The nature of how dogs learn must be considered when training

Dogs learn by trial and error. In the wild or in people’s homes, they are motivated by figuring out what works and what doesn’t work. Contrary to what some people say, they don’t feel guilt the way humans do. Rather, dogs carefully watch situations (and their owners) for cues and clues that tell them what is going to happen next. Grab the leash on your way towards the door and most dogs get excited thinking they are going outside. Dogs quickly learn to get excited when their owner puts on running shoes, but know to stay in their warm bed when mom puts on high heels on her way out the door to go to work.

The simple reality of dog training is that dogs do not actually pay attention to commands, or the words people say, but rather, figure out the rules based on what they can get away with! Understanding how dogs learn and perceive the world is the key to successful dog training and the focus of Zen Dog Training. (What is Zen Dog Training?).
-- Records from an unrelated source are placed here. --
//! Per-file copy decisions.
//!
//! Decision precedence for a source file at relative path `R`:
//! 1. Destination entry (or one of its ancestors) has the other type → `Conflict`
//!    or, in force mode, `Replace`
//! 2. Destination absent → `Copy(Missing)`
//! 3. Sizes differ → `Copy(SizeChanged)` (wins even when the destination is newer)
//! 4. Either modification time unreadable → `Copy(MetadataUnavailable)`
//! 5. Source newer than destination + tolerance → `Copy(SourceNewer)`
//! 6. `Skip`

use std::fs::Metadata;
use std::path::PathBuf;
use std::time::{Duration, SystemTime};

/// Size, mtime and type of one filesystem entry.
#[derive(Debug, Clone, Copy, PartialEq, Eq)]
pub struct EntryInfo {
    pub size: u64,
    pub modified: Option<SystemTime>,
    pub is_dir: bool,
}

impl From<&Metadata> for EntryInfo {
    fn from(meta: &Metadata) -> Self {
        Self {
            size: meta.len(),
            modified: meta.modified().ok(),
            is_dir: meta.is_dir(),
        }
    }
}

/// Why a file needs copying.
#[derive(Debug, Clone, Copy, PartialEq, Eq)]
pub enum CopyReason {
    Missing,
    SizeChanged,
    SourceNewer,
    MetadataUnavailable,
}

/// What the engine does with one source file.
#[derive(Debug, Clone, PartialEq, Eq)]
pub enum PlanAction {
    Copy(CopyReason),
    /// Remove the mismatched destination entry at `at`, then copy.
    Replace { at: PathBuf },
    /// Mismatched destination entry at `at`; aborts a non-force sync.
    Conflict { at: PathBuf },
    Skip,
}

impl PlanAction {
    /// Whether executing this action writes the file.
    pub fn copies(&self) -> bool {
        matches!(self, PlanAction::Copy(_) | PlanAction::Replace { .. })
    }
}

/// Derived, per-walk-step view of one source file.
#[derive(Debug, Clone, PartialEq, Eq)]
pub struct SyncPlanEntry {
    pub relative_path: PathBuf,
    pub source: EntryInfo,
    pub destination: Option<EntryInfo>,
    pub action: PlanAction,
}

/// Decide for two entries of the same type.
pub fn compare(source: &EntryInfo, destination: &EntryInfo, tolerance: Duration) -> PlanAction {
    if source.size != destination.size {
        return PlanAction::Copy(CopyReason::SizeChanged);
    }
    let (Some(src_mtime), Some(dst_mtime)) = (source.modified, destination.modified) else {
        return PlanAction::Copy(CopyReason::MetadataUnavailable);
    };
    if src_mtime > dst_mtime + tolerance {
        return PlanAction::Copy(CopyReason::SourceNewer);
    }
    PlanAction::Skip
}

/// The action for a file/directory mismatch at `at`.
pub fn mismatch(at: PathBuf, force: bool) -> PlanAction {
    if force {
        PlanAction::Replace { at }
    } else {
        PlanAction::Conflict { at }
    }
}
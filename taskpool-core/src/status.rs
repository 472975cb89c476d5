//! Human-readable status events and the channel that carries them.
//!
//! The bus is observability-only: nothing reads it for control flow, a slow or
//! absent consumer never blocks the producer, and dropped events are harmless.

use std::fmt;
use std::path::PathBuf;

use serde::Serialize;
use tokio::sync::mpsc;

/// One progress or result line emitted during a run.
#[derive(Debug, Clone, PartialEq, Eq, Serialize)]
#[serde(tag = "kind", rename_all = "snake_case")]
pub enum StatusEvent {
    GroupStarted { group: String },
    Copied { relative: PathBuf },
    /// A destination entry of the wrong type was removed in force mode.
    Replaced { relative: PathBuf },
    CommandStarted { name: String },
    CommandSucceeded { name: String },
    CommandFailed { name: String, message: String },
    Verifying,
    VerifyPending { destination: PathBuf, pending: usize },
    Completed,
    Failed { message: String },
}

impl StatusEvent {
    /// `Completed` and `Failed` end a run; nothing follows them.
    pub fn is_terminal(&self) -> bool {
        matches!(self, StatusEvent::Completed | StatusEvent::Failed { .. })
    }

    pub fn is_error(&self) -> bool {
        matches!(
            self,
            StatusEvent::CommandFailed { .. }
                | StatusEvent::Failed { .. }
                | StatusEvent::VerifyPending { .. }
        )
    }
}

impl fmt::Display for StatusEvent {
    fn fmt(&self, f: &mut fmt::Formatter<'_>) -> fmt::Result {
        match self {
            StatusEvent::GroupStarted { group } => write!(f, "starting group: {group}"),
            StatusEvent::Copied { relative } => write!(f, "copied: {}", relative.display()),
            StatusEvent::Replaced { relative } => {
                write!(f, "replaced conflicting entry: {}", relative.display())
            }
            StatusEvent::CommandStarted { name } => write!(f, "running: {name}"),
            StatusEvent::CommandSucceeded { name } => write!(f, "command succeeded: {name}"),
            StatusEvent::CommandFailed { name, message } => {
                write!(f, "command failed: {name}: {message}")
            }
            StatusEvent::Verifying => f.write_str("verifying"),
            StatusEvent::VerifyPending {
                destination,
                pending,
            } => write!(
                f,
                "verify: {pending} file(s) still differ under {}",
                destination.display()
            ),
            StatusEvent::Completed => f.write_str("run complete"),
            StatusEvent::Failed { message } => write!(f, "error: {message}"),
        }
    }
}

// ---------------------------------------------------------------------------
// Bus
// ---------------------------------------------------------------------------

/// Producer side of the status channel. Cheap to clone.
#[derive(Debug, Clone)]
pub struct StatusBus {
    tx: mpsc::UnboundedSender<StatusEvent>,
}

impl StatusBus {
    /// Create an isolated bus and its single consumer.
    pub fn channel() -> (Self, StatusReceiver) {
        let (tx, rx) = mpsc::unbounded_channel();
        (Self { tx }, StatusReceiver { rx })
    }

    /// A bus whose events only reach the tracing log.
    pub fn detached() -> Self {
        Self::channel().0
    }

    /// Publish an event. Never blocks; a closed receiver drops the event.
    pub fn emit(&self, event: StatusEvent) {
        if event.is_error() {
            tracing::warn!("{event}");
        } else {
            tracing::info!("{event}");
        }
        let _ = self.tx.send(event);
    }
}

/// Consumer side of the status channel.
#[derive(Debug)]
pub struct StatusReceiver {
    rx: mpsc::UnboundedReceiver<StatusEvent>,
}

impl StatusReceiver {
    pub async fn recv(&mut self) -> Option<StatusEvent> {
        self.rx.recv().await
    }

    /// Blocking receive for callers outside an async runtime.
    ///
    /// Panics if called from within an async execution context.
    pub fn blocking_recv(&mut self) -> Option<StatusEvent> {
        self.rx.blocking_recv()
    }

    pub fn try_recv(&mut self) -> Option<StatusEvent> {
        self.rx.try_recv().ok()
    }

    /// Everything queued right now, oldest first.
    pub fn drain(&mut self) -> Vec<StatusEvent> {
        let mut events = Vec::new();
        while let Ok(event) = self.rx.try_recv() {
            events.push(event);
        }
        events
    }
}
Truly understanding a dog’s nature is the essence of dog training. In many ways, dogs are opportunists, always looking for the fastest way to get what they want: food, treats, attention, touch, couch time, or human interaction. On the other hand, dogs are also trying to avoid anything they find unpleasant, uncomfortable, or fear inducing. Indeed, acknowledging this “dogs do what works” aspect of dog learning leads to important takeaways.

The Secrets to Successful Dog Training

Two of the most important aspects of dog training are: not always giving into your dog’s needs/desires, in other words, not giving dogs what they want on their terms, and focusing on creating situations where people can control outcomes. Note: It is important to mention, since dogs live in the moment and learning words and commands is not natural for them, in order for training to be successful, people must use clear signals given at exactly the right time, and follow through with consistent outcomes.

At Zen Dog Training we focus on helping people train proactively. Instead of training reactively, while or after the dog has done something wrong, people are encouraged to structure teaching situations by using the best tools and equipment to guarantee dogs learn the right lessons. For example, a 6-foot leash, long enough to be stepped on while still being held, is essential for teaching dogs not to jump up on people, and makes meeting people on walks, waiting to cross the street, or introducing puppies to young children, a teachable moment.

You Can’t Always Get What You Want!

The biggest issue for dog owners is loving their dog so much that they never say “no.” If dogs learn that people can be manipulated—say by barking at the door to be let outside—the relationship gets turned upside down, with the dog learning to become more demanding and the humans acting like servants. Since most people love their dogs very much, spoiling a dog with love and attention may not sound too bad, but it is the root of many problem behaviors.

Most dogs with separation anxiety, demanding dogs who bark and whine for attention, and so called “disobedient” dogs who don’t listen to their owners, are the products of their environment and a direct reflection of what people have allowed them to get away with. Training can be as simple as getting a new puppy used to the crate. Teaching a puppy to get accustomed to the crate while people are home, can help dogs learn in a peaceful way, to be calm and settled when left alone.

Solving Separation Anxiety

Dog trainers know how sad it is for dogs who feel separation anxiety when left alone; the cruel reality is that this suffering could have been avoided with good training.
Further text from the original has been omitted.